Cartas oceánicas

Cien años y un día de campo

Sudadera de cierre alto, zapatillas blancas, pantalón deportivo, bigote recortado, boina de lado y silbato colgado al cuello: la silueta de Nacho Trelles es un homenaje al puesto de entrenador. Hombre de campo, su trayectoria ayuda a comprender uno de los grandes misterios del futbol: es un deporte que crece en la tierra. Con 100 años y un día de vida, continúa guardando el juego pegado a la banda, donde el futbol obedece al balón; detrás de esa línea, hay un mundo del que Don Nacho nunca quiso ser parte.
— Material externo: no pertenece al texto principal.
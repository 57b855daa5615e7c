//! Submission handling: collect, validate, encode, infer.

use crate::error::PredictError;
use crate::metrics::ServiceMetrics;
use crate::models::inference::InferenceEngine;
use crate::schema::{FeatureKind, FeatureSchema};
use crate::types::{FeatureRecord, FeatureValue, Prediction};
use std::collections::HashMap;
use std::sync::Arc;
use tracing::{debug, info, warn};

/// Turns form or JSON submissions into predictions
pub struct Predictor {
    schema: Arc<FeatureSchema>,
    engine: InferenceEngine,
    metrics: Arc<ServiceMetrics>,
}

impl Predictor {
    pub fn new(
        schema: Arc<FeatureSchema>,
        engine: InferenceEngine,
        metrics: Arc<ServiceMetrics>,
    ) -> Self {
        Self {
            schema,
            engine,
            metrics,
        }
    }

    pub fn schema(&self) -> &FeatureSchema {
        &self.schema
    }

    pub fn engine(&self) -> &InferenceEngine {
        &self.engine
    }

    /// Build a record from url-encoded form fields
    pub fn collect_form(&self, form: &HashMap<String, String>) -> Result<FeatureRecord, PredictError> {
        let mut record = FeatureRecord::new();
        for spec in self.schema.features() {
            let raw = form
                .get(&spec.name)
                .ok_or_else(|| PredictError::Encoding(format!("missing field {:?}", spec.name)))?
                .trim();

            let value = match spec.kind {
                FeatureKind::Categorical(choices) => {
                    if !choices.contains(&raw) {
                        return Err(PredictError::Encoding(format!(
                            "{:?} is not a valid {}",
                            raw, spec.name
                        )));
                    }
                    FeatureValue::Categorical(raw.to_string())
                }
                FeatureKind::Numeric => FeatureValue::Numeric(parse_numeric(&spec.name, raw)?),
            };
            record.insert(spec.name.clone(), value);
        }
        Ok(record)
    }

    /// Build a record from JSON values
    pub fn collect_values(
        &self,
        values: &HashMap<String, FeatureValue>,
    ) -> Result<FeatureRecord, PredictError> {
        let mut record = FeatureRecord::new();
        for spec in self.schema.features() {
            let value = values
                .get(&spec.name)
                .ok_or_else(|| PredictError::Encoding(format!("missing field {:?}", spec.name)))?;

            let value = match (spec.kind, value) {
                (FeatureKind::Categorical(choices), FeatureValue::Categorical(v)) => {
                    if !choices.contains(&v.as_str()) {
                        return Err(PredictError::Encoding(format!(
                            "{:?} is not a valid {}",
                            v, spec.name
                        )));
                    }
                    value.clone()
                }
                (FeatureKind::Categorical(_), FeatureValue::Numeric(v)) => {
                    return Err(PredictError::Encoding(format!(
                        "{} expects a category, got {}",
                        spec.name, v
                    )));
                }
                (FeatureKind::Numeric, FeatureValue::Numeric(v)) => {
                    if !v.is_finite() {
                        return Err(PredictError::Encoding(format!(
                            "{} must be a finite number",
                            spec.name
                        )));
                    }
                    FeatureValue::Numeric(*v)
                }
                (FeatureKind::Numeric, FeatureValue::Categorical(v)) => {
                    FeatureValue::Numeric(parse_numeric(&spec.name, v)?)
                }
            };
            record.insert(spec.name.clone(), value);
        }
        Ok(record)
    }

    /// Reject records with any numeric value `<= 0`.
    ///
    /// Categorical fields are exempt. The first offending feature is reported.
    pub fn validate(record: &FeatureRecord) -> Result<(), PredictError> {
        for (name, value) in record.iter() {
            if let FeatureValue::Numeric(v) = value {
                if *v <= 0.0 {
                    return Err(PredictError::Validation {
                        feature: name.to_string(),
                        value: *v,
                    });
                }
            }
        }
        Ok(())
    }

    /// Validate, encode and run the model on one record
    pub fn predict(&self, record: &FeatureRecord) -> Result<Prediction, PredictError> {
        self.metrics.record_submission();

        let outcome = Self::validate(record)
            .and_then(|()| self.engine.predict(record))
            .map(Prediction::new);

        match &outcome {
            Ok(prediction) => {
                self.metrics.record_prediction(prediction.value);
                debug!(prediction = prediction.value, "Prediction served");
            }
            Err(PredictError::Validation { feature, value }) => {
                self.metrics.record_validation_rejection();
                info!(feature = %feature, value = *value, "Submission rejected: non-positive input");
            }
            Err(e @ PredictError::Encoding(_)) => {
                self.metrics.record_encoding_error();
                warn!(error = %e, "Submission could not be encoded");
            }
            Err(PredictError::Inference(_)) => {
                self.metrics.record_inference_error();
            }
        }
        outcome
    }

    /// Collect form fields and predict
    pub fn predict_form(
        &self,
        form: &HashMap<String, String>,
    ) -> (Option<FeatureRecord>, Result<Prediction, PredictError>) {
        match self.collect_form(form) {
            Ok(record) => {
                let outcome = self.predict(&record);
                (Some(record), outcome)
            }
            Err(e) => {
                self.metrics.record_submission();
                self.metrics.record_encoding_error();
                warn!(error = %e, "Form submission could not be collected");
                (None, Err(e))
            }
        }
    }
}

fn parse_numeric(name: &str, raw: &str) -> Result<f64, PredictError> {
    let value: f64 = raw
        .trim()
        .parse()
        .map_err(|_| PredictError::Encoding(format!("{} must be a number, got {:?}", name, raw)))?;
    if !value.is_finite() {
        return Err(PredictError::Encoding(format!(
            "{} must be a finite number",
            name
        )));
    }
    Ok(value)
}

#[cfg(test)]
pub(crate) mod tests {
    use super::*;
    use crate::dataset::tests::sample_dataset;
    use crate::models::inference::tests::CountingModel;
    use crate::schema::FeatureEncoder;

    pub(crate) fn predictor(model: Arc<CountingModel>) -> (Predictor, Arc<ServiceMetrics>) {
        let dataset = sample_dataset();
        let schema = Arc::new(FeatureSchema::from_dataset(&dataset).unwrap());
        let encoder = FeatureEncoder::new(&schema, dataset.category_universe(), None).unwrap();
        let metrics = Arc::new(ServiceMetrics::new());
        let engine = InferenceEngine::new(model, encoder, metrics.clone());
        (Predictor::new(schema, engine, metrics.clone()), metrics)
    }

    pub(crate) fn example_form(numeric: &str) -> HashMap<String, String> {
        [
            ("Anode", "Graphite"),
            ("Cathode", "Graphite"),
            ("Electrolyte", "NaCl"),
            ("Pollutant", "Phenol"),
            ("Reactor type", "Undivided reactor"),
            ("Current density (mA/cm2)", numeric),
            ("pH", numeric),
        ]
        .iter()
        .map(|(k, v)| (k.to_string(), v.to_string()))
        .collect()
    }

    #[test]
    fn test_positive_submission_predicts_once() {
        let model = Arc::new(CountingModel::new());
        let (predictor, metrics) = predictor(model.clone());

        let (record, outcome) = predictor.predict_form(&example_form("1.0"));
        let prediction = outcome.unwrap();

        assert!(record.is_some());
        assert_eq!(model.calls(), 1);
        let text = prediction.formatted();
        let digits = text.rsplit('.').next().unwrap();
        assert!(text.starts_with("Predicted Removal Efficiency (%): "));
        assert_eq!(digits.len(), 2);
        assert_eq!(metrics.snapshot().predictions, 1);
    }

    #[test]
    fn test_negative_value_never_reaches_model() {
        let model = Arc::new(CountingModel::new());
        let (predictor, metrics) = predictor(model.clone());

        let mut form = example_form("1.0");
        form.insert("pH".to_string(), "-5".to_string());
        let (_, outcome) = predictor.predict_form(&form);

        assert_eq!(
            outcome.unwrap_err(),
            PredictError::Validation {
                feature: "pH".to_string(),
                value: -5.0
            }
        );
        assert_eq!(model.calls(), 0);
        assert_eq!(metrics.snapshot().inference_calls, 0);
        assert_eq!(metrics.snapshot().validation_rejections, 1);
    }

    #[test]
    fn test_zero_is_rejected() {
        let model = Arc::new(CountingModel::new());
        let (predictor, _) = predictor(model.clone());

        let (_, outcome) = predictor.predict_form(&example_form("0"));
        assert_eq!(outcome.unwrap_err().kind(), "validation");
        assert_eq!(model.calls(), 0);
    }

    #[test]
    fn test_unknown_choice_is_encoding_error() {
        let model = Arc::new(CountingModel::new());
        let (predictor, _) = predictor(model.clone());

        let mut form = example_form("2");
        form.insert("Anode".to_string(), "Copper".to_string());
        let (record, outcome) = predictor.predict_form(&form);

        assert!(record.is_none());
        assert_eq!(outcome.unwrap_err().kind(), "encoding");
        assert_eq!(model.calls(), 0);
    }

    #[test]
    fn test_unparsable_number_is_encoding_error() {
        let model = Arc::new(CountingModel::new());
        let (predictor, _) = predictor(model.clone());

        for bad in ["abc", "NaN", "inf", ""] {
            let mut form = example_form("2");
            form.insert("pH".to_string(), bad.to_string());
            let (_, outcome) = predictor.predict_form(&form);
            assert_eq!(outcome.unwrap_err().kind(), "encoding", "input {:?}", bad);
        }
        assert_eq!(model.calls(), 0);
    }

    #[test]
    fn test_inference_failure_is_reported() {
        let model = Arc::new(CountingModel::failing());
        let (predictor, metrics) = predictor(model.clone());

        let (_, outcome) = predictor.predict_form(&example_form("3"));
        assert_eq!(outcome.unwrap_err().kind(), "inference");
        assert_eq!(model.calls(), 1);
        assert_eq!(metrics.snapshot().inference_errors, 1);
    }

    #[test]
    fn test_collect_values_accepts_numeric_strings() {
        let model = Arc::new(CountingModel::new());
        let (predictor, _) = predictor(model);

        let mut values: HashMap<String, FeatureValue> = example_form("4")
            .into_iter()
            .map(|(k, v)| (k, FeatureValue::Categorical(v)))
            .collect();
        values.insert("pH".to_string(), FeatureValue::Numeric(6.5));

        let record = predictor.collect_values(&values).unwrap();
        assert_eq!(record.get("pH"), Some(&FeatureValue::Numeric(6.5)));
        assert_eq!(
            record.get("Current density (mA/cm2)"),
            Some(&FeatureValue::Numeric(4.0))
        );

        values.insert("Anode".to_string(), FeatureValue::Numeric(1.0));
        assert_eq!(
            predictor.collect_values(&values).unwrap_err().kind(),
            "encoding"
        );
    }
}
Firme, uniformado y al sol, mantuvo su vocación de formador de personas, descubridor de jugadores y defensor de los valores que daban sentido a su profesión: maestro de futbol. Con esa sabiduría ha educado a generaciones enteras de futbolistas, entrenadores, periodistas y directivos. Ágil, agudo y astuto, posee uno de los discursos más atractivos en la historia del futbol mexicano. La palabra de Nacho Trelles, inteligente, innovadora e ingeniosa, dio voz a un juego que parecía silencioso. Antes de Trelles el futbol mexicano era mudo, llegó Don Nacho y le enseñó a hablar, a pensar y a discutir cada circunstancia alrededor de una actividad que no gozaba de mucha credibilidad en la sociedad. A partir de aquí, la figura del entrenador cobró una enorme importancia en la prensa, el entorno de los clubes y el desarrollo del juego como fenómeno popular. Por primera vez el futbol tenía algo que decir más allá del resultado de un partido entre dos equipos, empezó a fundarse una cultura que trascendería los límites del estadio. Su aportación es clave para entender la evolución del futbol como espectáculo de masas, y al mismo tiempo, determinante para comprender que lo más importante de todo, sigue siendo un día de campo.